Date of Award

Summer 8-2015

Embargo Period


Degree Type


Degree Name

Doctor of Philosophy (PhD)


Machine Learning


Tom Mitchell


How is information organized in the brain during natural reading? Where and when do the required processes occur, such as the perception of individual words and the construction of sentence meanings. How are semantics, syntax and higher-level narrative structure represented? Answering these questions is core to understanding how the brain processes language and organizes complex information. However, due to the complexity of language processing, most brain imaging studies focus only on one of these questions using highly controlled stimuli which may not generalize beyond the experimental setting.
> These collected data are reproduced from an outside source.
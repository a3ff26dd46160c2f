use std::fmt;

/// Symbol table: digits, then lowercase, then uppercase.
pub const ALPHABET: &[u8; 62] = b"0123456789abcdefghijklmnopqrstuvwxyzABCDEFGHIJKLMNOPQRSTUVWXYZ";

const BASE: u64 = 62;

/// Errors returned by [`decode`].
#[derive(Debug, Clone, PartialEq, Eq)]
pub enum Base62Error {
    /// The input string was empty.
    Empty,
    /// The input contained a symbol outside [`ALPHABET`].
    InvalidSymbol(char),
    /// A multi-symbol input started with `'0'`.
    LeadingZero,
    /// The decoded value does not fit in a `u64`.
    Overflow,
}

impl fmt::Display for Base62Error {
    fn fmt(&self, f: &mut fmt::Formatter<'_>) -> fmt::Result {
        match self {
            Self::Empty => write!(f, "base62 input is empty"),
            Self::InvalidSymbol(c) => write!(f, "invalid base62 symbol: {c:?}"),
            Self::LeadingZero => write!(f, "base62 input has a leading zero"),
            Self::Overflow => write!(f, "base62 value overflows u64"),
        }
    }
}

impl std::error::Error for Base62Error {}

/// Encode `n` as the shortest base62 string, most significant symbol first.
///
/// Zero encodes to `"0"`. There is no zero padding.
pub fn encode(mut n: u64) -> String {
    if n == 0 {
        return "0".to_string();
    }

    let mut buf = Vec::with_capacity(11);
    while n > 0 {
        buf.push(ALPHABET[(n % BASE) as usize]);
        n /= BASE;
    }
    buf.reverse();

    // Every byte comes from ALPHABET, which is ASCII.
    buf.into_iter().map(char::from).collect()
}

/// Decode a canonical base62 string produced by [`encode`].
pub fn decode(s: &str) -> Result<u64, Base62Error> {
    if s.is_empty() {
        return Err(Base62Error::Empty);
    }
    if s.len() > 1 && s.starts_with('0') {
        return Err(Base62Error::LeadingZero);
    }

    s.chars().try_fold(0u64, |acc, c| {
        let digit = symbol_value(c).ok_or(Base62Error::InvalidSymbol(c))?;
        acc.checked_mul(BASE)
            .and_then(|v| v.checked_add(digit))
            .ok_or(Base62Error::Overflow)
    })
}

/// Compare two encoded values symbol by symbol in alphabet order.
///
/// Plain byte order does not work here because ASCII puts `'A'..='Z'` before
/// `'a'..='z'`. For equal-length inputs the result matches numeric order.
pub fn cmp_encoded(a: &str, b: &str) -> std::cmp::Ordering {
    let rank = |c: char| symbol_value(c).unwrap_or(u64::MAX);
    a.chars().map(rank).cmp(b.chars().map(rank))
}

fn symbol_value(c: char) -> Option<u64> {
    let v = match c {
        '0'..='9' => c as u64 - '0' as u64,
        'a'..='z' => c as u64 - 'a' as u64 + 10,
        'A'..='Z' => c as u64 - 'A' as u64 + 36,
        _ => return None,
    };
    Some(v)
}
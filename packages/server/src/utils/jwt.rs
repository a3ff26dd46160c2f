use anyhow::{Context, Result};
use chrono::{Duration, Utc};
use jsonwebtoken::{Algorithm, DecodingKey, EncodingKey, Header, Validation, decode, encode};
use serde::{Deserialize, Serialize};
use uuid::Uuid;

/// Session token claims as issued by the identity service.
#[derive(Debug, Serialize, Deserialize)]
pub struct Claims {
    pub sub: String, // User ID (UUID)
    #[serde(default, skip_serializing_if = "Option::is_none")]
    pub email: Option<String>,
    pub aud: String,
    pub exp: usize, // Expiration timestamp
}

impl Claims {
    pub fn user_id(&self) -> Result<Uuid> {
        Uuid::parse_str(&self.sub).context("subject is not a UUID")
    }
}

/// Sign a session token. The identity service does this in production; the
/// server only needs it for tests and tooling.
pub fn sign(
    user_id: Uuid,
    email: Option<&str>,
    secret: &str,
    audience: &str,
    ttl: Duration,
) -> Result<String> {
    let expiration = Utc::now()
        .checked_add_signed(ttl)
        .context("token expiry out of range")?
        .timestamp();

    let claims = Claims {
        sub: user_id.to_string(),
        email: email.map(str::to_owned),
        aud: audience.to_owned(),
        exp: expiration as usize,
    };

    let token = encode(
        &Header::new(Algorithm::HS256),
        &claims,
        &EncodingKey::from_secret(secret.as_bytes()),
    )?;

    Ok(token)
}

/// Verify and decode a session token.
pub fn verify(token: &str, secret: &str, audience: &str) -> Result<Claims> {
    let mut validation = Validation::new(Algorithm::HS256);
    validation.set_audience(&[audience]);

    let token_data = decode::<Claims>(
        token,
        &DecodingKey::from_secret(secret.as_bytes()),
        &validation,
    )?;
    Ok(token_data.claims)
}
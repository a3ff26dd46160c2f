pub mod filename;
pub mod jwt;
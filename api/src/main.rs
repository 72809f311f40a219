//! OTP relay server binary
//!
//! Accepts forwarded SMS messages from an upstream forwarder, extracts
//! the verification code and hands it to a downstream consumer exactly
//! once via a TTL-bounded Redis mailbox.

use std::sync::Arc;

use actix_web::{web, HttpServer};
use tracing::info;
use tracing_subscriber::EnvFilter;

use relay_api::app::create_app;
use relay_api::routes::otp::AppState;
use relay_core::services::relay::{RelayConfig, RelayService};
use relay_infra::cache::{RedisClient, RedisOtpStore};
use relay_shared::config::{CacheConfig, ServerConfig};

#[actix_web::main]
async fn main() -> std::io::Result<()> {
    dotenvy::dotenv().ok();

    tracing_subscriber::fmt()
        .with_env_filter(
            EnvFilter::try_from_default_env().unwrap_or_else(|_| EnvFilter::new("info")),
        )
        .init();

    info!("Starting OTP relay server");

    // Configuration problems abort startup; a relay running without its
    // store would accept traffic it can never serve.
    let server_config = ServerConfig::from_env().map_err(startup_error)?;
    let cache_config = CacheConfig::from_env().map_err(startup_error)?;

    let redis_client = RedisClient::new(cache_config).await.map_err(startup_error)?;
    let otp_store = Arc::new(RedisOtpStore::new(redis_client));
    let relay_service = Arc::new(RelayService::new(otp_store, RelayConfig::default()));
    let app_state = web::Data::new(AppState::new(relay_service));

    let bind_address = server_config.bind_address();
    info!("Listening on {}", bind_address);

    HttpServer::new(move || create_app(app_state.clone()))
        .bind(&bind_address)?
        .run()
        .await
}

fn startup_error(err: impl std::fmt::Display) -> std::io::Error {
    std::io::Error::new(std::io::ErrorKind::Other, err.to_string())
}
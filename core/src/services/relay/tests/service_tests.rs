//! Relay service behavior tests

use std::sync::Arc;

use crate::errors::{DomainError, RelayError};
use crate::services::relay::config::RelayConfig;
use crate::services::relay::service::RelayService;

use super::mocks::MockOtpStore;

const PHONE: &str = "15551234567";

fn service_with_store() -> (RelayService<MockOtpStore>, Arc<MockOtpStore>) {
    let store = Arc::new(MockOtpStore::new(false));
    let service = RelayService::new(store.clone(), RelayConfig::default());
    (service, store)
}

#[tokio::test]
async fn test_submit_then_retrieve_delivers_exactly_once() {
    let (service, _store) = service_with_store();

    service.submit(PHONE, "Your code: 4821").await.unwrap();

    let first = service.retrieve(PHONE).await.unwrap();
    assert_eq!(first, Some("4821".to_string()));

    let second = service.retrieve(PHONE).await.unwrap();
    assert_eq!(second, None);
}

#[tokio::test]
async fn test_submit_overwrites_prior_unconsumed_record() {
    let (service, _store) = service_with_store();

    service.submit(PHONE, "code: 1111").await.unwrap();
    service.submit(PHONE, "code: 2222").await.unwrap();

    let delivered = service.retrieve(PHONE).await.unwrap();
    assert_eq!(delivered, Some("2222".to_string()));
    assert_eq!(service.retrieve(PHONE).await.unwrap(), None);
}

#[tokio::test]
async fn test_retrieve_after_expiry_returns_nothing() {
    let (service, store) = service_with_store();

    service.submit(PHONE, "Your code: 4821").await.unwrap();
    store.expire(&RelayService::<MockOtpStore>::key_for(PHONE));

    assert_eq!(service.retrieve(PHONE).await.unwrap(), None);
}

#[tokio::test]
async fn test_retrieve_for_unknown_phone_returns_nothing() {
    let (service, _store) = service_with_store();
    assert_eq!(service.retrieve(PHONE).await.unwrap(), None);
}

#[tokio::test]
async fn test_writes_apply_the_fixed_ttl() {
    let (service, store) = service_with_store();
    let key = RelayService::<MockOtpStore>::key_for(PHONE);

    service.submit(PHONE, "Your code: 4821").await.unwrap();
    assert_eq!(store.last_ttl(&key), Some(120));

    // consumption rewrites the record with a fresh TTL
    service.retrieve(PHONE).await.unwrap();
    assert_eq!(store.last_ttl(&key), Some(120));
}

#[tokio::test]
async fn test_malformed_records_degrade_to_nothing_available() {
    let (service, store) = service_with_store();
    let key = RelayService::<MockOtpStore>::key_for(PHONE);

    // not JSON at all
    store.insert_raw(&key, "not-json");
    assert_eq!(service.retrieve(PHONE).await.unwrap(), None);

    // missing otp field
    store.insert_raw(&key, r#"{"createdAt":1700000000000,"used":false}"#);
    assert_eq!(service.retrieve(PHONE).await.unwrap(), None);

    // non-boolean used field
    store.insert_raw(&key, r#"{"otp":"4821","createdAt":1700000000000,"used":"no"}"#);
    assert_eq!(service.retrieve(PHONE).await.unwrap(), None);
}

#[tokio::test]
async fn test_out_of_range_codes_are_left_unmutated() {
    let (service, store) = service_with_store();
    let key = RelayService::<MockOtpStore>::key_for(PHONE);

    let raw = r#"{"otp":"123","createdAt":1700000000000,"used":false}"#;
    store.insert_raw(&key, raw);

    assert_eq!(service.retrieve(PHONE).await.unwrap(), None);

    // the invalid record stays as written for the TTL to reap
    let entries = store.entries.lock().unwrap();
    assert_eq!(entries.get(&key).map(|(r, _)| r.as_str()), Some(raw));
}

#[tokio::test]
async fn test_submit_rejects_invalid_phone() {
    let (service, store) = service_with_store();

    let err = service.submit("123", "Your code: 4821").await.unwrap_err();
    assert!(matches!(err, DomainError::Relay(RelayError::InvalidPhone)));

    // no side effects before validation
    assert!(store.entries.lock().unwrap().is_empty());
}

#[tokio::test]
async fn test_retrieve_rejects_invalid_phone() {
    let (service, _store) = service_with_store();
    let err = service.retrieve("not-a-phone").await.unwrap_err();
    assert!(matches!(err, DomainError::Relay(RelayError::InvalidPhone)));
}

#[tokio::test]
async fn test_submit_without_extractable_otp_is_rejected() {
    let (service, store) = service_with_store();

    let err = service.submit(PHONE, "See you at the meeting").await.unwrap_err();
    assert!(matches!(err, DomainError::Relay(RelayError::OtpNotFound)));
    assert!(store.entries.lock().unwrap().is_empty());
}

#[tokio::test]
async fn test_store_failures_surface_as_unavailable() {
    let store = Arc::new(MockOtpStore::new(true));
    let service = RelayService::new(store, RelayConfig::default());

    let err = service.submit(PHONE, "Your code: 4821").await.unwrap_err();
    assert!(matches!(err, DomainError::Unavailable { .. }));

    let err = service.retrieve(PHONE).await.unwrap_err();
    assert!(matches!(err, DomainError::Unavailable { .. }));
}

#[tokio::test(flavor = "multi_thread", worker_threads = 4)]
async fn test_concurrent_retrieves_deliver_to_exactly_one_caller() {
    let (service, _store) = service_with_store();
    let service = Arc::new(service);

    service.submit(PHONE, "Your code: 4821").await.unwrap();

    let mut handles = Vec::new();
    for _ in 0..20 {
        let service = service.clone();
        handles.push(tokio::spawn(
            async move { service.retrieve(PHONE).await },
        ));
    }

    let mut delivered = Vec::new();
    for handle in handles {
        if let Some(otp) = handle.await.unwrap().unwrap() {
            delivered.push(otp);
        }
    }

    assert_eq!(delivered, vec!["4821".to_string()]);
}
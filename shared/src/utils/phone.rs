//! Phone number utilities

use once_cell::sync::Lazy;
use regex::Regex;

// 7-15 digits after formatting is stripped (international length range)
static PHONE_DIGITS_REGEX: Lazy<Regex> = Lazy::new(|| Regex::new(r"^\d{7,15}$").unwrap());

/// Strip common formatting characters from a phone number.
///
/// Removes whitespace, hyphens and parentheses anywhere in the string and
/// a single leading `+`. The result is what validation operates on.
pub fn normalize_phone_number(phone: &str) -> String {
    let cleaned: String = phone
        .chars()
        .filter(|c| !c.is_whitespace() && !matches!(c, '-' | '(' | ')'))
        .collect();
    match cleaned.strip_prefix('+') {
        Some(rest) => rest.to_string(),
        None => cleaned,
    }
}

/// Check if a phone number is valid: 7-15 ASCII digits once formatting
/// characters are stripped.
pub fn is_valid_phone(phone: &str) -> bool {
    PHONE_DIGITS_REGEX.is_match(&normalize_phone_number(phone))
}

/// Mask a phone number for logging (show only the last 4 digits).
///
/// Masking runs on unvalidated input, so only ASCII digits are kept
/// before slicing; anything else in the string is masked away entirely.
pub fn mask_phone_number(phone: &str) -> String {
    let digits: String = phone.chars().filter(char::is_ascii_digit).collect();
    if digits.len() >= 7 {
        format!("***{}", &digits[digits.len() - 4..])
    } else {
        "****".to_string()
    }
}

#[cfg(test)]
mod tests {
    use super::*;

    #[test]
    fn test_normalize_phone_number() {
        assert_eq!(normalize_phone_number("555-123-4567"), "5551234567");
        assert_eq!(normalize_phone_number("+1 (555) 123-4567"), "15551234567");
        assert_eq!(normalize_phone_number("  +44 20 7183 8750"), "442071838750");
    }

    #[test]
    fn test_is_valid_phone_accepts_formatted_numbers() {
        assert!(is_valid_phone("5551234"));
        assert!(is_valid_phone("+1 (555) 123-4567"));
        assert!(is_valid_phone("442071838750"));
        assert!(is_valid_phone("123456789012345")); // 15 digits
    }

    #[test]
    fn test_is_valid_phone_rejects_bad_lengths() {
        assert!(!is_valid_phone("123456")); // 6 digits, too short
        assert!(!is_valid_phone("1234567890123456")); // 16 digits, too long
        assert!(!is_valid_phone(""));
    }

    #[test]
    fn test_is_valid_phone_rejects_non_digits() {
        assert!(!is_valid_phone("555-CALL-NOW"));
        assert!(!is_valid_phone("+"));
        assert!(!is_valid_phone("55 512 34+67")); // plus not in leading position
    }

    #[test]
    fn test_is_valid_phone_is_repeatable() {
        let input = "+1 (555) 123-4567";
        assert_eq!(is_valid_phone(input), is_valid_phone(input));
    }

    #[test]
    fn test_mask_phone_number() {
        assert_eq!(mask_phone_number("5551234567"), "***4567");
        assert_eq!(mask_phone_number("+1 (555) 123-4567"), "***4567");
        assert_eq!(mask_phone_number("12345"), "****");
    }

    #[test]
    fn test_mask_phone_number_handles_non_ascii_input() {
        // Masking sees caller input before validation; multi-byte
        // characters must not trip the slice.
        assert_eq!(mask_phone_number("€€€€€€€"), "****");
        assert_eq!(mask_phone_number("☎ 5551234567"), "***4567");
        assert_eq!(mask_phone_number("５５５１２３４５６７"), "****"); // fullwidth digits
    }
}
This thesis proposes an alternative framework to study language processing. We acquire data using a naturalistic reading paradigm, annotate the presented text using natural language processing tools and predict brain activity with machine learning techniques. Finally, statistical testing is used to form rigorous conclusions. We also suggest the use of direct non-parametric hypothesis tests that do not rely on any model assumptions, and therefore do not suffer from model misspecification. Using our framework, we construct a brain reading map from functional magnetic resonance imaging data of subjects reading a chapter of a popular book. This map represents regions that our model reveals to be representing syntactic, semantic, visual and narrative information. Using this single experiment, our approach replicates many results from a wide range of classical studies that each focus on one aspect of language processing. We extend our brain reading map to include temporal dynamics as well as spatial information by using magnetoencephalography. We obtain a spatio-temporal picture of how successive words are processed by the brain. We show the progressive perception of each word in a posterior to anterior fashion. For each region along this pathway we show a differentiation of the word properties that best explain its activity.